Science (you remember science) has shown that cooler weather might make your faster. Heat saps your strength. If we make a distinction between “cool” and “cold,” it may be true but nothing seems to make me faster.
It will take your muscles a bit longer to warm up on a cooler ride. My group meets at a central location, so we all ride to the start. Some as much as two miles. I live closer, but always take the long way around the neighborhood before heading to the meet-up point. That way, I’m warmed up when we all take off. It also takes me back by my house so I can confirm that I remembered to close the garage door.
Frankly, I’m not a pre-ride stretcher, but if that’s your thing, it might help, too.
These fall days eventually warm up, so layering is important. When it’s really cold, you need to think about a layer that keeps you warm and another layer to break the wind. Hmmm, is that why they are called windbreakers? But this time of year, you probably don’t need both. I love wind vests.
For me, a vest and short sleeved jersey is often enough. When it’s below 45 degrees, I’ll add arm warmers. (For the non-cyclist, arm warmers are just sleeves that can be taken on and put back on as the weather requires.) A light windbreaker works, too. Vests, windbreakers and arms can all be stowed and carried easily.
A little more on windbreakers. Unless you have paid far too much, windbreakers are not rain jackets. They might be water resistant but they don’t put up a very good fight. Invest in a $20 plastic rain jacket you can carry with you when there is a chance of rain.
Long-sleeved jerseys are less versatile than the arm-warmer/short sleeved jersey combo but the time will come (January) when they work just fine.

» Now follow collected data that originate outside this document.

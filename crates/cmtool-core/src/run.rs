use cmtool_error::{Result, ToolError};
use cmtool_project::PackageHandle;

use crate::context::Context;
use crate::dispatch::Dispatch;

pub struct RunManager<'c, 'a> {
    ctx: &'c Context<'a>,
}

impl<'c, 'a> RunManager<'c, 'a> {
    pub const fn new(ctx: &'c Context<'a>) -> Self {
        Self { ctx }
    }

    /// Run `<package>/bin/<program>`. A nonzero exit status is only reported.
    pub fn run(&self, token: &str, program: &str, args: &[String]) -> Result<Option<i32>> {
        if program.trim().is_empty() {
            return Err(ToolError::InvalidOperation(
                "No program was specified to run!".to_string(),
            ));
        }

        let mut status = None;
        Dispatch::new(self.ctx, "run")
            .single_target()
            .run(token, |path| {
                let package = PackageHandle::open(path);
                if !package.exists() {
                    return Err(ToolError::PackageNotFound(path.to_string()));
                }

                let code = self.ctx.actions.run_program(&package.path, program, args)?;
                match code {
                    Some(0) => {}
                    Some(code) => cmtool_logger::warn(&format!("{program} exited with status {code}")),
                    None => cmtool_logger::warn(&format!("{program} was terminated by a signal")),
                }
                status = code;
                Ok(())
            })?;
        Ok(status)
    }
}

If you wear fingerless gloves, putting a pair of lightweight glove liners under them for the first hour of riding keeps your fingers from getting too cold and they store easily in a pocket. I’ve used everything from 79-cent garden gloves to wool liners I found in the hunting section of Cabella’s.
If you need to stow clothing while on rides, there are several alternatives. I don’t like stuffing everything into my jersey pockets (that’s where my camera is), so I use a small bungee cord on top of my under-seat bag to tie on extra clothes. If you have some room in your under seat bag, you’d be amazed how much you can stuff in there. There are lightweight bags that attach to handlebars or you can use a bungee cord there, too. I try to avoid a backpack but a lightweight drawstring bag is easy and comfortable if you don’t put anything too heavy in it.
And remember: whatever you wear, be sure it is bright and highly visible.
Tom Frady is a Lincoln resident and avid cyclist and driver.